After playing more than 16 minutes just twice ahead of the Villanova game, Gapare has played at least 19 minutes in each of the last three games and finished in double figures in two of them. His 19 points on 5-of-7 shooting in 22 minutes vs. Bucknell marked a career-high for the high-flying forward, and on Wednesday, he followed it up with 12 points in 19 minutes – shooting over 70% from the field for the second time within a week. It hasn’t just been offense, though, after recording at least one block in five of the first nine games including a career-high six vs. Alcorn State.
“Coach had talked to me probably a day or two ago. He said just come out with better energy, start the game with high energy and continue on throughout the game,” Gapare said after the win.
The New Zealand forward has been able to add a pair of highlights along the way, first a poster dunk in the closing minutes of the Bucknell win then a soaring baseline dunk vs.

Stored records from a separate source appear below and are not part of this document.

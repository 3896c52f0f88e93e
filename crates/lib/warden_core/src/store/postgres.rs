//! PostgreSQL user store.

use async_trait::async_trait;
use sqlx::PgPool;

use super::{StoreError, UserStore};
use crate::models::user::User;

const INSERT_USER: &str = "INSERT INTO users (id, first_name, last_name, full_name, email, \
                           password_hash, active, created_at, updated_at) \
                           VALUES ($1, $2, $3, $4, $5, $6, $7, $8, $9)";

const SELECT_BY_ID: &str = "SELECT id, first_name, last_name, full_name, email, password_hash, \
                            active, created_at, updated_at FROM users \
                            WHERE id = $1 AND active = TRUE";

const SELECT_BY_EMAIL: &str = "SELECT id, first_name, last_name, full_name, email, \
                               password_hash, active, created_at, updated_at FROM users \
                               WHERE email = $1 AND active = TRUE LIMIT 1";

const COUNT_ACTIVE: &str = "SELECT COUNT(*) FROM users WHERE active = TRUE";

const SELECT_PAGE: &str = "SELECT id, first_name, last_name, full_name, email, password_hash, \
                           active, created_at, updated_at FROM users WHERE active = TRUE \
                           ORDER BY created_at DESC, id LIMIT $1 OFFSET $2";

const UPDATE_USER: &str = "UPDATE users SET first_name = $2, last_name = $3, full_name = $4, \
                           email = $5, password_hash = $6, active = $7, created_at = $8, \
                           updated_at = $9 WHERE id = $1";

const DELETE_USER: &str = "DELETE FROM users WHERE id = $1";

/// [`UserStore`] over a PostgreSQL pool.
#[derive(Debug, Clone)]
pub struct PgUserStore {
    pool: PgPool,
}

impl PgUserStore {
    pub fn new(pool: PgPool) -> Self {
        Self { pool }
    }
}

#[async_trait]
impl UserStore for PgUserStore {
    async fn create(&self, user: &User) -> Result<(), StoreError> {
        sqlx::query(INSERT_USER)
            .bind(&user.id)
            .bind(&user.first_name)
            .bind(&user.last_name)
            .bind(&user.full_name)
            .bind(&user.email)
            .bind(&user.password_hash)
            .bind(user.active)
            .bind(user.created_at)
            .bind(user.updated_at)
            .execute(&self.pool)
            .await?;
        Ok(())
    }

    async fn find_by_id(&self, id: &str) -> Result<Option<User>, StoreError> {
        let user = sqlx::query_as::<_, User>(SELECT_BY_ID)
            .bind(id)
            .fetch_optional(&self.pool)
            .await?;
        Ok(user)
    }

    async fn find_by_email(&self, email: &str) -> Result<Option<User>, StoreError> {
        let user = sqlx::query_as::<_, User>(SELECT_BY_EMAIL)
            .bind(email)
            .fetch_optional(&self.pool)
            .await?;
        Ok(user)
    }

    async fn find_all(&self, offset: i64, limit: i64) -> Result<(Vec<User>, i64), StoreError> {
        let total = sqlx::query_scalar::<_, i64>(COUNT_ACTIVE)
            .fetch_one(&self.pool)
            .await?;
        let users = sqlx::query_as::<_, User>(SELECT_PAGE)
            .bind(limit)
            .bind(offset)
            .fetch_all(&self.pool)
            .await?;
        Ok((users, total))
    }

    async fn update(&self, user: &User) -> Result<(), StoreError> {
        sqlx::query(UPDATE_USER)
            .bind(&user.id)
            .bind(&user.first_name)
            .bind(&user.last_name)
            .bind(&user.full_name)
            .bind(&user.email)
            .bind(&user.password_hash)
            .bind(user.active)
            .bind(user.created_at)
            .bind(user.updated_at)
            .execute(&self.pool)
            .await?;
        Ok(())
    }

    async fn delete(&self, id: &str) -> Result<bool, StoreError> {
        let result = sqlx::query(DELETE_USER)
            .bind(id)
            .execute(&self.pool)
            .await?;
        Ok(result.rows_affected() > 0)
    }
}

Ohio State one week later, igniting the crowd inside the Xfinity Center.
“I [had] seen a jumping defender so I kind of had to pump fake, go to the lane, get a dunk. As coach says, [he] tells me to shoot the ball all the time so I had to shoot,” Gapare recalled.
For Maryland, it’s been about giving him enough time to get in rhythm as Gapare now sits sixth on the team in scoring (6.2). While Memphis transfer Jay Young and DeShawn Harris-Smith have been able to stabilize the second-team backcourt, Gapare’s emergence through November has provided the depth that instills the added confidence in Willard.
“He's a great kid. He's a very smart young man. And it's just, for me, it's just giving him enough time to let him make a difference on the court,” head coach Kevin Willard added. “He's just getting used to playing defense. It's the biggest thing that once he kind of gets what we're doing defensively, he's going to get better and better. He's going to see more time. It's just he's coming from a totally different defensive scheme than what we play and he gets lost a lot, especially early in the season he got lost a lot. He's not getting lost anymore and I think you're starting to see someone has a lot more confidence in this game.”